21 Les Lévites se purifièrent du péché et lavèrent leurs vêtements; Aaron les offrit en sacrifice par agitation devant Yahvé et Aaron fit pour eux l'expiation pour les purifier.
En de Levieten ontzondigden zich, en wiesen hun klederen, en Aaron bewoog hen ten beweegoffer voor het aangezicht des HEEREN; en Aaron deed verzoening over hen, om hen te reinigen.
22 Après cela, les Lévites entrèrent pour faire leur service dans la Tente de la Rencontre, devant Aaron et devant ses fils; ils firent à leur égard ce que l'Éternel avait ordonné à Moïse concernant les Lévites.
En daarna kwamen de Levieten, om hun dienst te bedienen in de tent der samenkomst, voor het aangezicht van Aaron, en voor het aangezicht zijner zonen; gelijk als de HEERE Mozes van de Levieten geboden had, alzo deden zij aan hen.
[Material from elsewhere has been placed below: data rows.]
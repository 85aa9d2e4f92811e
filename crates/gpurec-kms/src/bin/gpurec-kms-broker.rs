//! The privileged KMS broker helper.
//!
//! Spawned by the recorder (directly, via pkexec, or via
//! `flatpak-spawn --host`); never run by hand. Usage:
//!
//! ```text
//! gpurec-kms-broker <socket-path> <card-path>
//! ```

use std::process::ExitCode;

fn main() -> ExitCode {
    tracing_subscriber::fmt()
        .with_writer(std::io::stderr)
        .with_env_filter(
            tracing_subscriber::EnvFilter::try_from_default_env()
                .unwrap_or_else(|_| tracing_subscriber::EnvFilter::new("info")),
        )
        .init();

    let mut args = std::env::args().skip(1);
    let (Some(socket_path), Some(card_path)) = (args.next(), args.next()) else {
        eprintln!("usage: gpurec-kms-broker <socket-path> <card-path>");
        return ExitCode::from(2);
    };

    match gpurec_kms::server::run(&socket_path, &card_path) {
        Ok(()) => ExitCode::SUCCESS,
        Err(e) => {
            eprintln!("gpurec-kms-broker: {e}");
            ExitCode::FAILURE
        }
    }
}
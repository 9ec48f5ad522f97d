use crate::lane_detection::LaneDetectorConfig;
use crate::line_extraction::LineExtractionConfig;
use crate::object_detection::ObjectDetectorConfig;
use serde::{Deserialize, Serialize};

#[derive(Debug, Clone, Default, Serialize, Deserialize)]
#[serde(default)]
pub struct Config {
    pub object_detector: ObjectDetectorConfig,
    pub lane_detector: LaneDetectorConfig,
    pub line_extraction: LineExtractionConfig,
    pub video: VideoConfig,
    pub output: OutputConfig,
    pub logging: LoggingConfig,
}

#[derive(Debug, Clone, Serialize, Deserialize)]
#[serde(default)]
pub struct VideoConfig {
    /// Video file, directory of videos, or camera index
    pub input: String,
    /// Stop after this many frames per source (0 = unlimited)
    pub max_frames: u64,
}

impl Default for VideoConfig {
    fn default() -> Self {
        Self {
            input: "videos".to_string(),
            max_frames: 0,
        }
    }
}

#[derive(Debug, Clone, Serialize, Deserialize)]
#[serde(default)]
pub struct OutputConfig {
    pub output_dir: String,
    pub save_results: bool,
}

impl Default for OutputConfig {
    fn default() -> Self {
        Self {
            output_dir: "output".to_string(),
            save_results: true,
        }
    }
}

#[derive(Debug, Clone, Serialize, Deserialize)]
#[serde(default)]
pub struct LoggingConfig {
    pub level: String,
}

impl Default for LoggingConfig {
    fn default() -> Self {
        Self {
            level: "lane_object_detection=info,ort=warn".to_string(),
        }
    }
}

/// RGB frame, row-major HWC
#[derive(Debug, Clone)]
pub struct Frame {
    pub data: Vec<u8>,
    pub width: usize,
    pub height: usize,
    pub timestamp_ms: f64,
}

impl Frame {
    pub fn new(data: Vec<u8>, width: usize, height: usize, timestamp_ms: f64) -> Self {
        Self {
            data,
            width,
            height,
            timestamp_ms,
        }
    }

    pub fn is_valid(&self) -> bool {
        self.width > 0 && self.height > 0 && self.data.len() == self.width * self.height * 3
    }
}
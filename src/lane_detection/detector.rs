// src/lane_detection/detector.rs

use super::classifier::{select_candidates, CategoryCandidates, ClassifierThresholds};
use super::position::calculate_lane_position;
use super::state_machine::{DrivingStateConfig, DrivingStateMachine, LaneChangeTracker};
use super::types::{
    DrivingState, LaneDetectionInformation, LaneLine, LaneLineCategory, LaneLineType,
    LineSegment,
};
use crate::error::{DetectorError, DetectorResult};
use crate::object_detection::ObjectBoundingBox;
use crate::rolling_average::RollingAverage;
use serde::{Deserialize, Serialize};
use tracing::debug;

#[derive(Debug, Clone, Serialize, Deserialize)]
#[serde(default)]
pub struct LaneDetectorConfig {
    pub rolling_average_window: usize,
    pub horizontal_gradient_threshold: f32,
    pub vertical_gradient_threshold: f32,
    pub middle_band_ratio: f32,
    /// Average representative length (px) at or above which a line is solid
    pub solid_line_length_threshold: f32,
    /// Row used for x-intercepts, as a fraction of frame height
    pub reference_row_ratio: f32,
    pub turning_rounding: i32,
    pub driving_state: DrivingStateConfig,
}

impl Default for LaneDetectorConfig {
    fn default() -> Self {
        Self {
            rolling_average_window: 10,
            horizontal_gradient_threshold: 0.15,
            vertical_gradient_threshold: 5.0,
            middle_band_ratio: 0.1,
            solid_line_length_threshold: 75.0,
            reference_row_ratio: 1.0,
            turning_rounding: 10,
            driving_state: DrivingStateConfig::default(),
        }
    }
}

impl LaneDetectorConfig {
    pub fn validate(&self) -> DetectorResult<()> {
        if self.rolling_average_window == 0 {
            return Err(DetectorError::invalid_config(
                "lane_detector.rolling_average_window must be at least 1",
            ));
        }
        if !(self.horizontal_gradient_threshold >= 0.0
            && self.vertical_gradient_threshold > self.horizontal_gradient_threshold)
        {
            return Err(DetectorError::invalid_config(
                "lane_detector gradient thresholds must satisfy 0 <= horizontal < vertical",
            ));
        }
        if !(0.0..=1.0).contains(&self.middle_band_ratio) {
            return Err(DetectorError::invalid_config(
                "lane_detector.middle_band_ratio must be within [0, 1]",
            ));
        }
        if !(self.reference_row_ratio > 0.0 && self.reference_row_ratio <= 1.0) {
            return Err(DetectorError::invalid_config(
                "lane_detector.reference_row_ratio must be within (0, 1]",
            ));
        }
        if self.turning_rounding < 1 {
            return Err(DetectorError::invalid_config(
                "lane_detector.turning_rounding must be at least 1",
            ));
        }
        self.driving_state.validate()
    }

    fn thresholds(&self) -> ClassifierThresholds {
        ClassifierThresholds {
            horizontal_gradient: self.horizontal_gradient_threshold,
            vertical_gradient: self.vertical_gradient_threshold,
            middle_band_ratio: self.middle_band_ratio,
        }
    }
}

/// Which lines a lateral balance was measured from. Differences are only
/// meaningful between two frames measured the same way.
#[derive(Debug, Clone, Copy, PartialEq, Eq)]
enum BalanceBasis {
    Boundaries,
    Middle,
}

#[derive(Debug, Clone, Copy)]
struct LateralBalance {
    basis: BalanceBasis,
    value: f32,
}

#[derive(Debug, Default)]
struct ClassifiedLines {
    left: Option<LaneLine>,
    middle: Option<LaneLine>,
    right: Option<LaneLine>,
}

/// Stateful lane classifier and driving-state tracker. One instance per
/// video stream; frames must be fed in order.
pub struct LaneDetector {
    config: LaneDetectorConfig,
    left_length: RollingAverage,
    middle_length: RollingAverage,
    right_length: RollingAverage,
    lane_width: RollingAverage,
    state_machine: DrivingStateMachine,
    previous_balance: Option<LateralBalance>,
    information: LaneDetectionInformation,
    frame_index: u64,
}

impl LaneDetector {
    pub fn new(config: LaneDetectorConfig) -> DetectorResult<Self> {
        config.validate()?;
        let window = config.rolling_average_window;

        Ok(Self {
            left_length: RollingAverage::new(window)?,
            middle_length: RollingAverage::new(window)?,
            right_length: RollingAverage::new(window)?,
            lane_width: RollingAverage::new(window)?,
            state_machine: DrivingStateMachine::new(config.driving_state.clone(), window)?,
            previous_balance: None,
            information: LaneDetectionInformation::default(),
            frame_index: 0,
            config,
        })
    }

    pub fn config(&self) -> &LaneDetectorConfig {
        &self.config
    }

    /// Snapshot of the most recent frame
    pub fn information(&self) -> &LaneDetectionInformation {
        &self.information
    }

    pub fn driving_state(&self) -> DrivingState {
        self.state_machine.state()
    }

    pub fn tracker(&self) -> &LaneChangeTracker {
        self.state_machine.tracker()
    }

    /// Process one frame's segments. `objects` must come from the same frame.
    pub fn run(
        &mut self,
        segments: &[LineSegment],
        frame_width: usize,
        frame_height: usize,
        objects: &[ObjectBoundingBox],
    ) -> DetectorResult<&LaneDetectionInformation> {
        if frame_width == 0 || frame_height == 0 {
            return Err(DetectorError::InvalidFrame {
                width: frame_width,
                height: frame_height,
            });
        }

        let width = frame_width as f32;
        let reference_y = frame_height as f32 * self.config.reference_row_ratio;

        // 1. Filter + classify
        let candidates = select_candidates(segments, objects, width, &self.config.thresholds());

        // 2. Solid / dashed from rolling lengths
        let lines = self.update_line_types(&candidates);

        // 3. Driving state
        let balance = measure_balance(&lines, width / 2.0, reference_y);
        let distance_difference = match (self.previous_balance, balance) {
            (Some(previous), Some(current)) if previous.basis == current.basis => {
                Some(current.value - previous.value)
            }
            _ => None,
        };
        self.previous_balance = balance;
        let state = self.state_machine.update(distance_difference);

        // 4. Lane width memory, only from stable two-boundary frames
        if state == DrivingState::Normal {
            self.update_lane_width(&lines, reference_y);
        }

        // 5. Remap lines for the current state
        let lines = execute_driving_state(state, lines);

        // 6. Position within the lane
        let position = calculate_lane_position(
            lines.left.as_ref().map(|l| &l.segment),
            lines.right.as_ref().map(|l| &l.segment),
            width,
            reference_y,
            self.lane_width.value().map(|w| w as f32),
            self.config.turning_rounding,
        );

        self.information = LaneDetectionInformation {
            frame_index: self.frame_index,
            left_line: lines.left,
            middle_line: lines.middle,
            right_line: lines.right,
            driving_state: state,
            lane_position_offset: position.map(|p| p.offset),
            turning_direction: self.state_machine.turning_direction(),
            turning_required_percentage: position.map(|p| p.turning_required_percentage),
            lane_overlay_corners: position.and_then(|p| p.overlay_corners),
        };
        self.frame_index += 1;

        debug!(
            "Frame {}: {} lane lines, state {}",
            self.information.frame_index,
            self.information.line_count(),
            state.as_str()
        );

        Ok(&self.information)
    }

    fn update_line_types(&mut self, candidates: &CategoryCandidates) -> ClassifiedLines {
        let threshold = self.config.solid_line_length_threshold;
        let classify = |segment: Option<LineSegment>,
                        category: LaneLineCategory,
                        history: &mut RollingAverage| {
            let segment = segment?;
            history.push(segment.length() as f64);
            let average_length = history.value().unwrap_or(0.0) as f32;
            let line_type = if average_length >= threshold {
                LaneLineType::Solid
            } else {
                LaneLineType::Dashed
            };
            Some(LaneLine {
                segment,
                category,
                line_type,
                average_length,
            })
        };

        ClassifiedLines {
            left: classify(candidates.left, LaneLineCategory::Left, &mut self.left_length),
            middle: classify(
                candidates.middle,
                LaneLineCategory::Middle,
                &mut self.middle_length,
            ),
            right: classify(
                candidates.right,
                LaneLineCategory::Right,
                &mut self.right_length,
            ),
        }
    }

    fn update_lane_width(&mut self, lines: &ClassifiedLines, reference_y: f32) {
        let (Some(left), Some(right)) = (&lines.left, &lines.right) else {
            return;
        };
        let (Some(lx), Some(rx)) = (
            left.segment.x_at_y(reference_y),
            right.segment.x_at_y(reference_y),
        ) else {
            return;
        };

        let width = rx - lx;
        if width > 0.0 && width.is_finite() {
            self.lane_width.push(width as f64);
        }
    }
}

/// Signed lateral imbalance of the vehicle between its markings; grows as
/// the vehicle moves right.
fn measure_balance(
    lines: &ClassifiedLines,
    center_x: f32,
    reference_y: f32,
) -> Option<LateralBalance> {
    let intercept =
        |line: &Option<LaneLine>| line.as_ref().and_then(|l| l.segment.x_at_y(reference_y));

    if let (Some(lx), Some(rx)) = (intercept(&lines.left), intercept(&lines.right)) {
        return Some(LateralBalance {
            basis: BalanceBasis::Boundaries,
            value: (center_x - lx) - (rx - center_x),
        });
    }

    intercept(&lines.middle).map(|mx| LateralBalance {
        basis: BalanceBasis::Middle,
        value: 2.0 * (center_x - mx),
    })
}

/// While changing lanes the boundary being crossed is reported as the middle line
fn execute_driving_state(state: DrivingState, mut lines: ClassifiedLines) -> ClassifiedLines {
    let crossed = match state {
        DrivingState::Normal => return lines,
        DrivingState::ChangingLanesLeft => &mut lines.left,
        DrivingState::ChangingLanesRight => &mut lines.right,
    };

    if lines.middle.is_none() {
        if let Some(mut line) = crossed.take() {
            line.category = LaneLineCategory::Middle;
            lines.middle = Some(line);
        }
    }

    lines
}
// src/object_detection/preprocess.rs

use crate::error::DetectorResult;
use crate::types::Frame;
use opencv::{
    core::{Mat, Size},
    imgproc,
    prelude::*,
};

/// Resize the RGB frame to `size x size` (bilinear), normalize [0, 255] ->
/// [0, 1] and write it to `blob` in CHW order. `blob` is resized as needed
/// and reused.
pub fn frame_to_blob(frame: &Frame, size: usize, blob: &mut Vec<f32>) -> DetectorResult<()> {
    let mat = Mat::from_slice(frame.data.as_slice())?;
    let mat = mat.reshape(3, frame.height as i32)?;

    let side = size as i32;
    let mut resized = Mat::default();
    imgproc::resize(
        &mat,
        &mut resized,
        Size::new(side, side),
        0.0,
        0.0,
        imgproc::INTER_LINEAR,
    )?;
    let pixels = resized.data_bytes()?;

    let plane = size * size;
    blob.clear();
    blob.resize(3 * plane, 0.0);

    for (idx, rgb) in pixels.chunks_exact(3).enumerate() {
        for (c, &value) in rgb.iter().enumerate() {
            blob[c * plane + idx] = value as f32 / 255.0;
        }
    }

    Ok(())
}
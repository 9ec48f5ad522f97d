// src/pipeline/mod.rs

pub mod frame_context;
pub mod metrics;
pub mod orchestrator;

pub use frame_context::FrameResult;
pub use metrics::{MetricsSummary, PipelineMetrics};
pub use orchestrator::PerceptionPipeline;
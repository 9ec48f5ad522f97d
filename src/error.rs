// src/error.rs

use thiserror::Error;

/// Errors raised by the detectors.
///
/// Configuration and capability errors are fatal and surface at construction.
/// Only `Inference` is a per-frame condition.
#[derive(Debug, Error)]
pub enum DetectorError {
    #[error("invalid configuration: {0}")]
    InvalidConfig(String),

    #[error("backend '{backend}' is not available on this machine")]
    BackendUnavailable { backend: String },

    #[error("failed to load model '{path}': {reason}")]
    ModelLoad { path: String, reason: String },

    #[error("'{operation}' is not supported for model variant '{variant}'")]
    Unsupported {
        operation: &'static str,
        variant: String,
    },

    #[error("invalid frame dimensions {width}x{height}")]
    InvalidFrame { width: usize, height: usize },

    #[error("inference failed: {0}")]
    Inference(String),
}

impl DetectorError {
    pub fn invalid_config(reason: impl Into<String>) -> Self {
        Self::InvalidConfig(reason.into())
    }

    /// True for errors that must abort pipeline startup rather than skip a frame.
    pub fn is_fatal(&self) -> bool {
        !matches!(self, Self::Inference(_))
    }
}

impl From<ort::Error> for DetectorError {
    fn from(err: ort::Error) -> Self {
        Self::Inference(err.to_string())
    }
}

impl From<opencv::Error> for DetectorError {
    fn from(err: opencv::Error) -> Self {
        Self::Inference(err.to_string())
    }
}

pub type DetectorResult<T> = std::result::Result<T, DetectorError>;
23 Yahvé parla à Moïse et dit:
En de HEERE sprak tot Mozes, zeggende:
24 « Voici ce qui est assigné aux Lévites: à partir de l'âge de vingt-cinq ans, ils iront faire le service dans l'ouvrage de la Tente de la Rencontre;
Dit is het, wat de Levieten aangaat: van vijf en twintig jaren oud en daarboven, zullen zij inkomen, om den strijd te strijden, in den dienst van de tent der samenkomst.
25 et à partir de l'âge de cinquante ans, ils se retireront de l'ouvrage et ne feront plus de service,
Maar van dat hij vijftig jaren oud is, zal hij van den strijd van dezen dienst afgaan, en hij zal niet meer dienen.
26 mais ils assisteront leurs frères dans la Tente de la Rencontre, pour faire le service, et ne feront plus de service. C'est ainsi que tu feras accomplir leurs tâches aux Lévites. »
Doch hij zal met zijn broederen dienen in de tent der samenkomst, om de wacht waar te nemen; maar den dienst zal hij niet bedienen. Alzo zult gij aan de Levieten doen in hun wachten.